Please read the records below and return each line holding the string "crate".

Stored items:
============================================================

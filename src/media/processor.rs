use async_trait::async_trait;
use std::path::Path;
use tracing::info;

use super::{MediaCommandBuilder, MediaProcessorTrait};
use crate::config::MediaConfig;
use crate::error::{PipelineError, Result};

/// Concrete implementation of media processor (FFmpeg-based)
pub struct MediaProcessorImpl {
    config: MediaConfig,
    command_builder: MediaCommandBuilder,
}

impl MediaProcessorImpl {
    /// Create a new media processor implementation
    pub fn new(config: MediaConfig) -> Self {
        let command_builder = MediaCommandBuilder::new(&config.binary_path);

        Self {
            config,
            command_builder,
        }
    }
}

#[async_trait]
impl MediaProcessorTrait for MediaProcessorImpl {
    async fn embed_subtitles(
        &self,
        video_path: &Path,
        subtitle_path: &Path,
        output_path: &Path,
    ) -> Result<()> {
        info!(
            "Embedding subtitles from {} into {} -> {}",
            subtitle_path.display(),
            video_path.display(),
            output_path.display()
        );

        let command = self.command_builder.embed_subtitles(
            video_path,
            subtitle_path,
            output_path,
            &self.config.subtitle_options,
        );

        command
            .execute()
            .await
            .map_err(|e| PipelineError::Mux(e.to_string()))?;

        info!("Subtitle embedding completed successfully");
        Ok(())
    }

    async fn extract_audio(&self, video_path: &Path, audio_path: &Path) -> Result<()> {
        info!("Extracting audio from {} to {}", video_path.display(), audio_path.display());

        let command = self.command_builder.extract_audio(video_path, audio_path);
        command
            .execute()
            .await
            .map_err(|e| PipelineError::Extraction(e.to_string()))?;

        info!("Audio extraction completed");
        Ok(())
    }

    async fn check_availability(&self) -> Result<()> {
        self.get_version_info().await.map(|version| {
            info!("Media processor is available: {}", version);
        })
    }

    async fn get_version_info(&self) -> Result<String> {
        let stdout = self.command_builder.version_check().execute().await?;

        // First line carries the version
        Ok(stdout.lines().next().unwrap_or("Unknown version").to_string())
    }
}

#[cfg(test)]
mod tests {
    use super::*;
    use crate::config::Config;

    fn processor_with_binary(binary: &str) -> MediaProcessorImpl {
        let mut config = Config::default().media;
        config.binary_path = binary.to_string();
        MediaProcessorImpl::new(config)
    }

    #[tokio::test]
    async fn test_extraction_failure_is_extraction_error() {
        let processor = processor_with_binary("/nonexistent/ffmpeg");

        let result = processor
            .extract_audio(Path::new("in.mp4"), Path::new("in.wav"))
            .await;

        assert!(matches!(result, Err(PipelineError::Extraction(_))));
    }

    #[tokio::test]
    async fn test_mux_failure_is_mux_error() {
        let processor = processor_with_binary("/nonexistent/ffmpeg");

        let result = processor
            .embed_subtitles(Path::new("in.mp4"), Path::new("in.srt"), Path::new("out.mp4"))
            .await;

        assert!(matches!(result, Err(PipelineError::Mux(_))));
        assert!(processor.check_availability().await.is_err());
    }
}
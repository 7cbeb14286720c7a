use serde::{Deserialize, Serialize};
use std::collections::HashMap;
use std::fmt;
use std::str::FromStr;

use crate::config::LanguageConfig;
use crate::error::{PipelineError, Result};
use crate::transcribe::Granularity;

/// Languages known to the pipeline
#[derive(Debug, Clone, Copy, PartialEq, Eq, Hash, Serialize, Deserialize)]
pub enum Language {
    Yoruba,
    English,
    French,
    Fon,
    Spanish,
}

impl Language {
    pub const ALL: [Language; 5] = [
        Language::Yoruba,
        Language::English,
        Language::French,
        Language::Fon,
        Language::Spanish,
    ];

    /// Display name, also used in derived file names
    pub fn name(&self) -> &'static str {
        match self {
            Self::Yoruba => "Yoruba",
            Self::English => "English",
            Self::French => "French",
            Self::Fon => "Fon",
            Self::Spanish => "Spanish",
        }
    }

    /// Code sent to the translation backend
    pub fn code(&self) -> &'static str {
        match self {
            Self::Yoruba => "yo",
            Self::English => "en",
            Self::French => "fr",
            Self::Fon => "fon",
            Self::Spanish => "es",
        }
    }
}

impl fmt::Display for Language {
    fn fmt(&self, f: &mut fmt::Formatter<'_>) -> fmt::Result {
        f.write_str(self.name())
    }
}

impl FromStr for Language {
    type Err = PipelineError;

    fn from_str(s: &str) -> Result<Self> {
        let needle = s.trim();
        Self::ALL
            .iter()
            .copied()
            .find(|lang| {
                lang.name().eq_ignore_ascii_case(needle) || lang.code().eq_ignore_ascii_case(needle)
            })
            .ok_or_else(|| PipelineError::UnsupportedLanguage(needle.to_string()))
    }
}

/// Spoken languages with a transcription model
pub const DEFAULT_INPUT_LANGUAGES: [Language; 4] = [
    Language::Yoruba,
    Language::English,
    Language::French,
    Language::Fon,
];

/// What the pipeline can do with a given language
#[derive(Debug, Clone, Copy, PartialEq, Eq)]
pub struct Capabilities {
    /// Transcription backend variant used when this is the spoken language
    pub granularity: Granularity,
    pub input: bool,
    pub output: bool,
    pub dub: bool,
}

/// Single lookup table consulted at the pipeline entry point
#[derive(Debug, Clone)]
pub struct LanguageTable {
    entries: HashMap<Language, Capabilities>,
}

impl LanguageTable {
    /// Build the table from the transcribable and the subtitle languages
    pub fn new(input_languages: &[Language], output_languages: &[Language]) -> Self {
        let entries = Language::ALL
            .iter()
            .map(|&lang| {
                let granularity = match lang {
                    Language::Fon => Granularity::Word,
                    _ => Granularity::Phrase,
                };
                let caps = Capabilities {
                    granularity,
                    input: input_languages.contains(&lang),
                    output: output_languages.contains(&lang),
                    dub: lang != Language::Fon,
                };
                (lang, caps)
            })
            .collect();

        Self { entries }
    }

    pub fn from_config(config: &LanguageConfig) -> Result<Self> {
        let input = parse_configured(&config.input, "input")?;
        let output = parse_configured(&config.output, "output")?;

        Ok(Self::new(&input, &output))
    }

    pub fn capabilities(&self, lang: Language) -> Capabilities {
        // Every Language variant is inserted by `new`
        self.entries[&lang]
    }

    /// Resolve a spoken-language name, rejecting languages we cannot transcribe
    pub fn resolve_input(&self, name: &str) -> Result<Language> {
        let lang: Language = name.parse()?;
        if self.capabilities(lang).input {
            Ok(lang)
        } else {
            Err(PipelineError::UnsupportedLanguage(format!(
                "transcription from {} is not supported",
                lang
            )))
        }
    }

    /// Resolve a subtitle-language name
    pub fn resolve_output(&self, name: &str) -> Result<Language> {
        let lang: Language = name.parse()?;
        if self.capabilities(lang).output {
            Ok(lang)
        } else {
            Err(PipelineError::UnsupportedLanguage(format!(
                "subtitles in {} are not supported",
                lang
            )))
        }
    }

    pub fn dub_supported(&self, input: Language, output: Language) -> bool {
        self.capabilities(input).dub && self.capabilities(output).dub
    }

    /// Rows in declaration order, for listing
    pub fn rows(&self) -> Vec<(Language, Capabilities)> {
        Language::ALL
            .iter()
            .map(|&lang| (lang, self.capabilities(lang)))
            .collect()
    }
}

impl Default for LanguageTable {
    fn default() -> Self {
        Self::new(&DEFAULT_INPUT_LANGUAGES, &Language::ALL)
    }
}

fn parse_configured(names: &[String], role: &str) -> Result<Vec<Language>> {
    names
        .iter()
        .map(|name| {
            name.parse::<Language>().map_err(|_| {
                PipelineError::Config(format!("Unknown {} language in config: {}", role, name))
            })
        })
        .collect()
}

============================================================

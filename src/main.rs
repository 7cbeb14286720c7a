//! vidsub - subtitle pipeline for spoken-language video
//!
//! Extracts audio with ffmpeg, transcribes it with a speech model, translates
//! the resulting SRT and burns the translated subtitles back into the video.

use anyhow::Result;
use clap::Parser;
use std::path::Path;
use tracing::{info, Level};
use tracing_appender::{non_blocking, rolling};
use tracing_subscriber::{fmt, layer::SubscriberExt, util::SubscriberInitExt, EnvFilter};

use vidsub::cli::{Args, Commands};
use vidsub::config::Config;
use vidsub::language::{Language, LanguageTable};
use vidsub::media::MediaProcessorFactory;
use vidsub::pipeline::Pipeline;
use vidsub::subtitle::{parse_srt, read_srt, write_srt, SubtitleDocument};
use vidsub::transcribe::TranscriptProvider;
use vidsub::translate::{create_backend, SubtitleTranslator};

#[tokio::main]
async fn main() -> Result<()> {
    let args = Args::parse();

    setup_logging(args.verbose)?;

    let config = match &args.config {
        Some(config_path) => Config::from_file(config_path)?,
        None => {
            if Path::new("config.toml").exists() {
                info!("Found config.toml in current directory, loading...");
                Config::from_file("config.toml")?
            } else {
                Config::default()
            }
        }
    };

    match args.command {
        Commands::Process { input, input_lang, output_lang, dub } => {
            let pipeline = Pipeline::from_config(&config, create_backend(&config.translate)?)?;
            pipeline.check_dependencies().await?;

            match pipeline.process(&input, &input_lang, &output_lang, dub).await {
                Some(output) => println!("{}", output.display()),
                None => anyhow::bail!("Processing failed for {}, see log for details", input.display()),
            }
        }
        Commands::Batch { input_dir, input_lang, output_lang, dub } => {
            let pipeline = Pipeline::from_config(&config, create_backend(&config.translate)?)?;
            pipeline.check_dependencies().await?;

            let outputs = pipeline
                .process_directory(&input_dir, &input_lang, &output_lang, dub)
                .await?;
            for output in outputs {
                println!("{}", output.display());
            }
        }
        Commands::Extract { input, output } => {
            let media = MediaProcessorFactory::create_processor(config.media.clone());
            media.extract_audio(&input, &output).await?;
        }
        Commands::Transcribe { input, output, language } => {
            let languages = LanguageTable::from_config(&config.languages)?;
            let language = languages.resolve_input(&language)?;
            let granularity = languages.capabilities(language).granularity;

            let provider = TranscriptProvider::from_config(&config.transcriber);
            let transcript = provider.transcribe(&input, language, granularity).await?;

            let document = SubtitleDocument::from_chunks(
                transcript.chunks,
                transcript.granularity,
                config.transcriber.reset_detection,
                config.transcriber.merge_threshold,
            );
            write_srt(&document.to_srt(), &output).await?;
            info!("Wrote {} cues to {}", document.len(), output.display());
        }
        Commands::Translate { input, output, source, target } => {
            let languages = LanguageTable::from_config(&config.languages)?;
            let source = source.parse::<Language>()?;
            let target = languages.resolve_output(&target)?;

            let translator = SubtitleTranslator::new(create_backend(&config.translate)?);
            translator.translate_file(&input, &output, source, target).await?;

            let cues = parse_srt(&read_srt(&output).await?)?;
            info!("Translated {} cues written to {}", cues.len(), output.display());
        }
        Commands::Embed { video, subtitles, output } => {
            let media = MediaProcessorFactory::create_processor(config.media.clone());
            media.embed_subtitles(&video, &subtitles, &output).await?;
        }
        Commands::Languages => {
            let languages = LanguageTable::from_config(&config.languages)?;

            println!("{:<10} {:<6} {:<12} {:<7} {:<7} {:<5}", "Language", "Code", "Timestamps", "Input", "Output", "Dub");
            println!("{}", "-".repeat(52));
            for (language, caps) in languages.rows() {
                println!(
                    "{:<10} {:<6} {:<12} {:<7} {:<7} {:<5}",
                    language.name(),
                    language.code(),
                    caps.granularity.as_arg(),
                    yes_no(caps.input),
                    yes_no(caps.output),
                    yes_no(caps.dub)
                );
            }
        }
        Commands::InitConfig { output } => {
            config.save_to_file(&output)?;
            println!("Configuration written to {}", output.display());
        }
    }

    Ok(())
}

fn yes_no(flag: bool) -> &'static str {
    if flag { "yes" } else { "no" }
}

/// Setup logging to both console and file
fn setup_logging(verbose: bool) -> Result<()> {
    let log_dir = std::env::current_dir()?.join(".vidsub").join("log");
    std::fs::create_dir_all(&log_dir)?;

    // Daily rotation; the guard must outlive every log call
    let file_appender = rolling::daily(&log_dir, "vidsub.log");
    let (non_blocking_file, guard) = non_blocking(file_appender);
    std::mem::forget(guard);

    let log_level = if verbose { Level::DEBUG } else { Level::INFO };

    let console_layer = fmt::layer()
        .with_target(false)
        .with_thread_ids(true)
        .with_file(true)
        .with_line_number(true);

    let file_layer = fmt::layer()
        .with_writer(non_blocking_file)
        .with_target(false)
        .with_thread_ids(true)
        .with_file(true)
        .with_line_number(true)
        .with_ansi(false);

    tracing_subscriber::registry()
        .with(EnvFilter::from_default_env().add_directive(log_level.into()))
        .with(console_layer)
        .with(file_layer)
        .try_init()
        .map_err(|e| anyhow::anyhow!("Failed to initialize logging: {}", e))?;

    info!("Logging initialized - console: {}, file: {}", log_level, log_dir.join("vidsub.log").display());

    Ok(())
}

============================================================

> [Task response]:
use crate::config::MediaConfig;
use crate::error::{PipelineError, Result};
    use crate::config::Config;
use crate::config::LanguageConfig;
use crate::error::{PipelineError, Result};
use crate::transcribe::Granularity;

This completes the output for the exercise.